Background
PVT1, a previously uncharacterized lncRNA, was identified as a critical regulator involved in multiple functions in tumor, including cell proliferation, cell motility, angiogenesis and so on. However, the clinical significance and underlying mechanism of PVT1 was not be fully explored in glioma.
Conclusions
This study demonstrated that PVT1 expression strongly correlated with tumor progression and chemo-resistance. PVT1 may become a potential biomarker for the diagnosis and treatment in glioma.
Methods
In this study, 1210 glioma samples with transcriptome data from three independent databases (CGGA RNA-seq, TCGA RNA-seq and GSE16011 cohorts) were enrolled in this study.

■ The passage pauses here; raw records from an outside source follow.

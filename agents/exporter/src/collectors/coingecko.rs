//! CoinGecko Pro API key usage.

use async_trait::async_trait;
use eyre::Result;
use serde::Deserialize;
use tracing::error;

use reqwest_utils::HttpClient;
use warden_base::{CoreMetrics, MetricsCollector, Scrape, StatusGauge};

/// CoinGecko Pro API root
pub const COINGECKO_API_URL: &str = "https://pro-api.coingecko.com/api/v3";
/// Header carrying the Pro API key
pub const COINGECKO_KEY_HEADER: &str = "x-cg-pro-api-key";

#[derive(Debug, Deserialize)]
struct KeyUsage {
    #[serde(default)]
    plan: String,
    rate_limit_request_per_minute: f64,
    monthly_call_credit: f64,
    current_total_monthly_calls: f64,
    current_remaining_monthly_calls: f64,
}

/// Exports the limits and consumption of the configured key.
#[derive(Debug)]
pub struct CoingeckoCollector {
    client: HttpClient,
    rate_limit: StatusGauge<1>,
    monthly_credit: StatusGauge<1>,
    remaining_calls: StatusGauge<1>,
    total_calls: StatusGauge<1>,
}

impl CoingeckoCollector {
    /// Register the CoinGecko gauges. `client` must send the key in
    /// [`COINGECKO_KEY_HEADER`].
    pub fn new(metrics: &CoreMetrics, client: HttpClient) -> Result<Self> {
        Ok(Self {
            client,
            rate_limit: metrics.new_status_gauge(
                "coingecko_rate_limit_per_minute",
                "Returns CoinGecko API Key rate limit per minute",
                ["plan"],
            )?,
            monthly_credit: metrics.new_status_gauge(
                "coingecko_monthly_call_credit",
                "Returns CoinGecko API Key monthly call credit",
                ["plan"],
            )?,
            remaining_calls: metrics.new_status_gauge(
                "coingecko_current_remaining_monthly_calls",
                "Returns CoinGecko API Key remaining monthly calls",
                ["plan"],
            )?,
            total_calls: metrics.new_status_gauge(
                "coingecko_current_total_monthly_calls",
                "Returns CoinGecko API Key current total monthly calls",
                ["plan"],
            )?,
        })
    }

    fn gauges(&self) -> [&StatusGauge<1>; 4] {
        [
            &self.rate_limit,
            &self.monthly_credit,
            &self.remaining_calls,
            &self.total_calls,
        ]
    }
}

#[async_trait]
impl MetricsCollector for CoingeckoCollector {
    fn name(&self) -> &'static str {
        "coingecko"
    }

    async fn collect(&self, scrape: &Scrape) {
        let usage: Result<KeyUsage> = scrape.call(self.client.get_json("key")).await;
        match usage {
            Ok(usage) => {
                let plan = [usage.plan.as_str()];
                self.rate_limit
                    .success(plan, usage.rate_limit_request_per_minute);
                self.monthly_credit.success(plan, usage.monthly_call_credit);
                self.remaining_calls
                    .success(plan, usage.current_remaining_monthly_calls);
                self.total_calls
                    .success(plan, usage.current_total_monthly_calls);
            }
            Err(err) => {
                error!(collector = self.name(), ?err, "failed to fetch key usage");
                for gauge in self.gauges() {
                    gauge.error([""]);
                }
            }
        }
    }
}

Clinical information and genomic profiles containing somatic mutations and DNA copy numbers were collected from TCGA cohort. The R software was performed for statistical calculations and graphics. Furthermore, we validated the function of PVT1 in vitro.
Results
The results indicated that higher PVT1 expression was associated with aggressive progression of glioma. Cases with higher PVT1 expression always accompanied by PTEN and EGFR alteration. In addition, functional analyses and western blot results suggested that PVT1 inhibited the sensitivity of TMZ chemotherapy via JAK/STAT signaling. Meanwhile, knockdown of PVT1 increased the sensitivity of TZM chemotherapy in vitro. Finally, high PVT1 expression was associated with reduced survival time and may serve as a strong prognostic indicator for gliomas. Conclusions: This study demonstrated that PVT1 expression strongly correlated with tumor progression and chemo-resistance. PVT1 may become a potential biomarker for the diagnosis and treatment in glioma.